The lead singer of the band was a spastic, 'fro-sporting, incredibly entertaining performer who reminded me of a cross between Jim Morrison and Mickey Aval0n, if that makes any sense. Or even if it doesn't. I think it was the first time since my freshman year of college that I danced without the aid of alcohol.

Then we returned home at midnight to a rather unfortunate incident. Sam's new girlfriend yelled at M., something about a burrito. M. yelled back. Apparently this was enough to awaken and utterly infuriate our French flatmate, who advertised her displeasure by slamming her door a number of times, hitting cushions as loudly as she could on the couch downstairs, and then stalking upstairs to do a load of laundry and make as much noise as was humanly possible in the process.

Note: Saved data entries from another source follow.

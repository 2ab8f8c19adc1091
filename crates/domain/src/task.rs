//! Task model: lifecycle status, priority, patches, filters and statistics.
//!
//! A [`Task`] is only ever mutated through [`Task::apply_patch`],
//! [`Task::claim`] and [`Task::release`]. Those methods enforce the lifecycle
//! invariants; the task pool calls them under its store lock.

use std::cmp::Ordering;

use serde::{Deserialize, Serialize};
use serde_json::{Map, Value};

use crate::{TaskError, TaskId, Timestamp, WorkerId};

/// Metadata key naming the worker capability a task requires.
pub const REQUIRED_CAPABILITY_KEY: &str = "required_capability";

// ---------------------------------------------------------------------------
// Status and priority
// ---------------------------------------------------------------------------

/// Lifecycle status of a [`Task`].
#[derive(Debug, Clone, Copy, Default, PartialEq, Eq, Hash, Serialize, Deserialize)]
#[serde(rename_all = "snake_case")]
pub enum TaskStatus {
    /// Created and waiting to be claimed.
    #[default]
    Pending,
    /// Claimed by a worker but not yet started.
    Claimed,
    /// A worker is executing the task.
    InProgress,
    /// Finished successfully.
    Completed,
    /// Finished with an error.
    Failed,
    /// Withdrawn before completion.
    Cancelled,
}

impl TaskStatus {
    /// Every status, in lifecycle order.
    pub const ALL: [TaskStatus; 6] = [
        TaskStatus::Pending,
        TaskStatus::Claimed,
        TaskStatus::InProgress,
        TaskStatus::Completed,
        TaskStatus::Failed,
        TaskStatus::Cancelled,
    ];

    /// Returns `true` for completed, failed and cancelled.
    pub fn is_terminal(self) -> bool {
        matches!(self, Self::Completed | Self::Failed | Self::Cancelled)
    }

    /// Returns `true` while a worker holds the task (claimed or in progress).
    pub fn is_active(self) -> bool {
        matches!(self, Self::Claimed | Self::InProgress)
    }

    /// Returns the wire name of this status.
    pub fn as_str(self) -> &'static str {
        match self {
            Self::Pending => "pending",
            Self::Claimed => "claimed",
            Self::InProgress => "in_progress",
            Self::Completed => "completed",
            Self::Failed => "failed",
            Self::Cancelled => "cancelled",
        }
    }
}

impl std::fmt::Display for TaskStatus {
    fn fmt(&self, f: &mut std::fmt::Formatter<'_>) -> std::fmt::Result {
        f.write_str(self.as_str())
    }
}

/// Scheduling priority. Variants are declared in ascending order so the
/// derived [`Ord`] ranks `Critical` highest.
#[derive(
    Debug, Clone, Copy, Default, PartialEq, Eq, PartialOrd, Ord, Hash, Serialize, Deserialize,
)]
#[serde(rename_all = "snake_case")]
pub enum Priority {
    Low,
    #[default]
    Medium,
    High,
    Critical,
}

// ---------------------------------------------------------------------------
// Task
// ---------------------------------------------------------------------------

/// Input accepted by the task pool when creating a task.
#[derive(Debug, Clone, Default, PartialEq, Serialize, Deserialize)]
pub struct NewTask {
    pub title: String,
    pub description: String,
    #[serde(default)]
    pub priority: Option<Priority>,
    #[serde(default)]
    pub metadata: Map<String, Value>,
}

impl NewTask {
    /// Creates a task input with default priority and no metadata.
    pub fn new(title: impl Into<String>, description: impl Into<String>) -> Self {
        Self {
            title: title.into(),
            description: description.into(),
            priority: None,
            metadata: Map::new(),
        }
    }

    /// Builder method to set the priority.
    pub fn with_priority(mut self, priority: Priority) -> Self {
        self.priority = Some(priority);
        self
    }

    /// Builder method to require a worker capability.
    pub fn requiring_capability(mut self, capability: impl Into<String>) -> Self {
        self.metadata.insert(
            REQUIRED_CAPABILITY_KEY.to_string(),
            Value::String(capability.into()),
        );
        self
    }

    /// Builder method to add a metadata entry.
    pub fn with_metadata(mut self, key: impl Into<String>, value: Value) -> Self {
        self.metadata.insert(key.into(), value);
        self
    }
}

/// A unit of work with a lifecycle status, executed by exactly one worker.
#[derive(Debug, Clone, PartialEq, Serialize, Deserialize)]
pub struct Task {
    pub id: TaskId,
    pub title: String,
    pub description: String,
    pub status: TaskStatus,
    pub priority: Priority,
    /// Worker that claimed the task, if any.
    pub assigned_agent: Option<WorkerId>,
    pub created_at: Timestamp,
    /// Never moves backwards, even if the clock does.
    pub updated_at: Timestamp,
    /// Set when the task first enters [`TaskStatus::InProgress`].
    pub started_at: Option<Timestamp>,
    /// Set when the task enters a terminal status.
    pub completed_at: Option<Timestamp>,
    pub result: Option<Value>,
    pub error: Option<String>,
    pub metadata: Map<String, Value>,
}

impl Task {
    /// Builds a pending task from already-validated input.
    pub fn from_new(id: TaskId, input: NewTask, now: Timestamp) -> Self {
        Self {
            id,
            title: input.title,
            description: input.description,
            status: TaskStatus::Pending,
            priority: input.priority.unwrap_or_default(),
            assigned_agent: None,
            created_at: now,
            updated_at: now,
            started_at: None,
            completed_at: None,
            result: None,
            error: None,
            metadata: input.metadata,
        }
    }

    /// Check if the task is in a terminal state.
    pub fn is_terminal(&self) -> bool {
        self.status.is_terminal()
    }

    /// Capability a worker must advertise to claim this task, if any.
    pub fn required_capability(&self) -> Option<&str> {
        self.metadata
            .get(REQUIRED_CAPABILITY_KEY)
            .and_then(Value::as_str)
    }

    /// Queue ordering: priority descending, then creation time ascending.
    pub fn queue_order(a: &Task, b: &Task) -> Ordering {
        b.priority
            .cmp(&a.priority)
            .then_with(|| a.created_at.cmp(&b.created_at))
    }

    /// Atomically moves a pending task to claimed for `worker`.
    ///
    /// Callers must hold whatever lock guards this task; the check and the
    /// update happen in one step.
    pub fn claim(&mut self, worker: &WorkerId, now: Timestamp) -> Result<(), TaskError> {
        if self.status != TaskStatus::Pending {
            return Err(TaskError::ClaimConflict {
                id: self.id,
                status: self.status,
                holder: self.assigned_agent.clone(),
            });
        }
        self.status = TaskStatus::Claimed;
        self.assigned_agent = Some(worker.clone());
        self.touch(now);
        Ok(())
    }

    /// Returns a claimed task to the pending queue.
    pub fn release(&mut self, now: Timestamp) -> Result<(), TaskError> {
        if self.status != TaskStatus::Claimed {
            return Err(TaskError::InvalidTransition {
                id: self.id,
                from: self.status,
                to: TaskStatus::Pending,
            });
        }
        self.transition(TaskStatus::Pending, now)
    }

    /// Moves a claimed task to in-progress. Only the claiming worker may
    /// start it.
    pub fn start(&mut self, worker: &WorkerId, now: Timestamp) -> Result<(), TaskError> {
        if self.status != TaskStatus::Claimed || self.assigned_agent.as_ref() != Some(worker) {
            return Err(TaskError::InvalidTransition {
                id: self.id,
                from: self.status,
                to: TaskStatus::InProgress,
            });
        }
        self.transition(TaskStatus::InProgress, now)
    }

    /// Applies `patch`, validating any status change.
    ///
    /// Patches cannot enter `claimed`/`in_progress` or send an active task
    /// back to `pending`; those moves belong to [`claim`](Self::claim),
    /// [`start`](Self::start) and [`release`](Self::release). The patch is
    /// applied all-or-nothing: an invalid transition leaves the task
    /// untouched.
    pub fn apply_patch(&mut self, patch: TaskPatch, now: Timestamp) -> Result<(), TaskError> {
        if let Some(status) = patch.status {
            self.check_patch_transition(status)?;
        }
        if let Some(agent) = &patch.assigned_agent {
            if self.status.is_active() && agent.as_ref() != self.assigned_agent.as_ref() {
                return Err(TaskError::AssignmentLocked {
                    id: self.id,
                    status: self.status,
                });
            }
        }
        if let Some(title) = patch.title {
            self.title = title;
        }
        if let Some(description) = patch.description {
            self.description = description;
        }
        if let Some(priority) = patch.priority {
            self.priority = priority;
        }
        if let Some(agent) = patch.assigned_agent {
            self.assigned_agent = agent;
        }
        if let Some(result) = patch.result {
            self.result = Some(result);
        }
        if let Some(error) = patch.error {
            self.error = Some(error);
        }
        self.metadata.extend(patch.metadata);
        match patch.status {
            Some(status) => self.transition(status, now),
            None => {
                self.touch(now);
                Ok(())
            }
        }
    }

    fn check_patch_transition(&self, to: TaskStatus) -> Result<(), TaskError> {
        let from = self.status;
        let reserved = to.is_active() || (from.is_active() && to == TaskStatus::Pending);
        if from != to && reserved {
            return Err(TaskError::InvalidTransition { id: self.id, from, to });
        }
        self.check_transition(to)
    }

    fn check_transition(&self, to: TaskStatus) -> Result<(), TaskError> {
        if self.status.is_terminal() && to != self.status {
            return Err(TaskError::InvalidTransition {
                id: self.id,
                from: self.status,
                to,
            });
        }
        Ok(())
    }

    fn transition(&mut self, to: TaskStatus, now: Timestamp) -> Result<(), TaskError> {
        self.check_transition(to)?;
        let from = self.status;
        self.status = to;
        self.touch(now);
        if from == to {
            return Ok(());
        }
        match to {
            TaskStatus::Pending => self.assigned_agent = None,
            TaskStatus::InProgress if self.started_at.is_none() => {
                self.started_at = Some(self.updated_at)
            }
            s if s.is_terminal() => self.completed_at = Some(self.updated_at),
            _ => {}
        }
        Ok(())
    }

    fn touch(&mut self, now: Timestamp) {
        self.updated_at = self.updated_at.max(now);
    }
}

// ---------------------------------------------------------------------------
// Patches, filters, statistics
// ---------------------------------------------------------------------------

/// Partial update applied by the task pool. `None` fields are left unchanged.
#[derive(Debug, Clone, Default, PartialEq, Serialize, Deserialize)]
pub struct TaskPatch {
    pub title: Option<String>,
    pub description: Option<String>,
    pub status: Option<TaskStatus>,
    pub priority: Option<Priority>,
    /// `Some(None)` clears the assignment.
    pub assigned_agent: Option<Option<WorkerId>>,
    pub result: Option<Value>,
    pub error: Option<String>,
    /// Entries merged into the existing metadata.
    #[serde(default)]
    pub metadata: Map<String, Value>,
}

impl TaskPatch {
    /// Patch that only changes status.
    pub fn status(status: TaskStatus) -> Self {
        Self {
            status: Some(status),
            ..Self::default()
        }
    }

    /// Patch completing a task with `result`.
    pub fn completed(result: Value) -> Self {
        Self {
            status: Some(TaskStatus::Completed),
            result: Some(result),
            ..Self::default()
        }
    }

    /// Patch failing a task with `error`.
    pub fn failed(error: impl Into<String>) -> Self {
        Self {
            status: Some(TaskStatus::Failed),
            error: Some(error.into()),
            ..Self::default()
        }
    }
}

/// Query filter; every set field must match.
#[derive(Debug, Clone, Default, PartialEq, Eq, Serialize, Deserialize)]
pub struct TaskFilter {
    pub status: Option<TaskStatus>,
    pub assigned_agent: Option<WorkerId>,
    pub priority: Option<Priority>,
}

impl TaskFilter {
    /// Filter matching one status.
    pub fn with_status(status: TaskStatus) -> Self {
        Self {
            status: Some(status),
            ..Self::default()
        }
    }

    /// Returns `true` if `task` satisfies every set field.
    pub fn matches(&self, task: &Task) -> bool {
        self.status.map_or(true, |s| task.status == s)
            && self
                .assigned_agent
                .as_ref()
                .map_or(true, |a| task.assigned_agent.as_ref() == Some(a))
            && self.priority.map_or(true, |p| task.priority == p)
    }
}

/// Per-status task counts.
#[derive(Debug, Clone, Copy, Default, PartialEq, Eq, Serialize, Deserialize)]
pub struct TaskStats {
    pub pending: usize,
    pub claimed: usize,
    pub in_progress: usize,
    pub completed: usize,
    pub failed: usize,
    pub cancelled: usize,
    pub total: usize,
}

impl TaskStats {
    /// Counts `tasks` by status.
    pub fn from_tasks<'a>(tasks: impl IntoIterator<Item = &'a Task>) -> Self {
        let mut stats = Self::default();
        for task in tasks {
            stats.total += 1;
            match task.status {
                TaskStatus::Pending => stats.pending += 1,
                TaskStatus::Claimed => stats.claimed += 1,
                TaskStatus::InProgress => stats.in_progress += 1,
                TaskStatus::Completed => stats.completed += 1,
                TaskStatus::Failed => stats.failed += 1,
                TaskStatus::Cancelled => stats.cancelled += 1,
            }
        }
        stats
    }

    /// Count for one status.
    pub fn count(&self, status: TaskStatus) -> usize {
        match status {
            TaskStatus::Pending => self.pending,
            TaskStatus::Claimed => self.claimed,
            TaskStatus::InProgress => self.in_progress,
            TaskStatus::Completed => self.completed,
            TaskStatus::Failed => self.failed,
            TaskStatus::Cancelled => self.cancelled,
        }
    }

    /// Tasks still waiting or held by a worker.
    pub fn outstanding(&self) -> usize {
        self.pending + self.claimed + self.in_progress
    }
}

There's probably nothing in the world that M. disrespects more than passive aggression, and causing him to disrespect you is the best way to ensure that he makes your life miserable. So his response to our flatmate's temper tantrum was first to laugh, then to (drunkenly) talk about how babyish he finds her, and then to desire to keep her up later by watching South Park until 1am in our room next door.

I hate this crap, and should have nothing to do with it, but I'm sure I'm already presumed guilty through association. Because M. and I are the same, or something. Coming home tonight will doubtless be interesting.

Apr 29, 2007

Sunday

Some guy yelled at me on the street because I didn't respond to him the first time. Charming.

We're going to a show tonight. This will be a bad idea.

Apr 28, 2007

Awkward Social Gathering, Version 49012.5

My boyfriend takes party-planning very seriously, so when they don't go as planned, he tends to stew. He distracts himself for days analyzing what went wrong, pinning blame accordingly. For instance, few people danced at our last one because Sam brought in a third DJ who played nothing but un-danceable music-snob techno fare. M. considers this a disaster.

"Disaster" is too strong, but I do prefer dance parties. This is half because I like to dance, and half because dancing gives me an excuse to avoid awkward conversation. If someone tries to talk to me, I can say, "I can't talk, I'm dancing." If the room is littered with acquaintances with whom I ought to make small-talk, I can get away with a quick "hi" without seeming completely rude.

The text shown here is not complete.